Classement en relief à l'issue de la 27è journée Il y a quelques semaines, à la veille de la 28è journée du championnat de France de Ligue 1, j'étais suspendu à l'issue des matchs de la journée. L'enjeu pour mon club favori, j'ai nommé le PSG (Paris Saint-Germain) pour ceux qui ne suivent pas, la première place. Il faut dire que Paris avait atteint sa meilleure place depuis le début de la saison, deuxième à 1 point du leader lyonnais (cf. Classement en relief ci-contre). Autant dire que l'enjeu était de taille et j'y croyais. Sauf que là, il fallait passer l'obstacle marseillais, ce qui s'annonçait bien ardu, fût-ce au Parc des Princes. Ceux qui suivent savent que Paris n'y parvint pas, et même pris une raclée (1-3) et depuis se mit à sombrer jusqu'à la 4è place en cette veille de 35è journée, derrière Marseille et Bordeaux, tous à 8pts. L'histoire retiendra... ou pas, qu'à moins un le PSG devenait Leader du championnat à la 28è journée.

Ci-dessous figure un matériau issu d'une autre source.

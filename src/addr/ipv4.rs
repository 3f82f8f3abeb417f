use std::fmt;

use crate::addr::ToSockAddr;

/// IPv4 socket address (IP + port).
#[derive(Debug, Clone, Copy, PartialEq, Eq, Hash)]
pub struct SocketAddrV4 {
	ip: [u8; 4],
	port: u16,
}

impl SocketAddrV4 {
	/// Creates a new IPv4 address.
	pub fn new(ip: [u8; 4], port: u16) -> Self {
		Self { ip, port }
	}

	/// `127.0.0.1:port`
	pub fn localhost(port: u16) -> Self {
		Self::new([127, 0, 0, 1], port)
	}

	/// Creates from raw sockaddr_in.
	pub(crate) fn from_raw(raw: &libc::sockaddr_in) -> Self {
		Self {
			ip: raw.sin_addr.s_addr.to_ne_bytes(),
			port: u16::from_be(raw.sin_port),
		}
	}

	/// Returns the IP bytes.
	pub fn ip(&self) -> [u8; 4] {
		self.ip
	}

	/// Returns the port.
	pub fn port(&self) -> u16 {
		self.port
	}

	/// Converts to the raw sockaddr_in for syscalls.
	pub(crate) fn to_raw(&self) -> libc::sockaddr_in {
		libc::sockaddr_in {
			sin_family: libc::AF_INET as libc::sa_family_t,
			sin_port: self.port.to_be(),
			sin_addr: libc::in_addr {
				s_addr: u32::from_ne_bytes(self.ip),
			},
			sin_zero: [0; 8],
		}
	}
}

impl From<std::net::SocketAddrV4> for SocketAddrV4 {
	fn from(addr: std::net::SocketAddrV4) -> Self {
		Self::new(addr.ip().octets(), addr.port())
	}
}

impl From<SocketAddrV4> for std::net::SocketAddrV4 {
	fn from(addr: SocketAddrV4) -> Self {
		std::net::SocketAddrV4::new(addr.ip.into(), addr.port)
	}
}

impl fmt::Display for SocketAddrV4 {
	fn fmt(&self, f: &mut fmt::Formatter<'_>) -> fmt::Result {
		let [a, b, c, d] = self.ip;
		write!(f, "{}.{}.{}.{}:{}", a, b, c, d, self.port)
	}
}

/*
  - sin_family: AF_INET
  - sin_port: port in network byte order (big-endian)
  - sin_addr: IP in network byte order; the octets already are, so
    from_ne_bytes keeps them in memory order
  - sin_zero: padding to match sockaddr size
*/

impl ToSockAddr for SocketAddrV4 {
	fn with_raw<F, R>(&self, f: F) -> Option<R>
	where
		F: FnOnce(*const libc::sockaddr, libc::socklen_t) -> R,
	{
		let raw = self.to_raw(); // lives on this stack frame while f runs
		let ptr = &raw as *const _ as *const libc::sockaddr;
		let len = std::mem::size_of::<libc::sockaddr_in>() as libc::socklen_t;
		Some(f(ptr, len))
	}
}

Et comme il est de coutume dans ce cas, on dira qu'il nourrira longtemps des regrets. Là où l'académicien voudra placé son interminable "il s'en est fallu de peu pour que...", le camerounais ira au plus vite par son "A moins un..." Si dans le cas du PSG l'expression semble prendre tout son sens, numériquement parlant, pour un camerounais, ce sera simplement une coïncidence. La locution servant essentiellement à exprimer un évènement qui aurait pu se produire, sans aucun rapprochement comptable avec le "un". Et la liaison avant le "un", et son renforcement à l'oral, témoigneront de la force de probabilité de survenance de l'évènement. Et la gestuelle du corps avec: A moins zzz'un le but entrait! (le but entrait, pour "c'était un but").
On doit au regretté Jean-Miché Kankan, une variante tout aussi rigolotte: "Il te manquait seulement quelques kilomètres pour arriver aux mètres". En réplique à son fils qui essayait de le flouer sur ses resultats scolaires, approchant sur le coup la note maximale.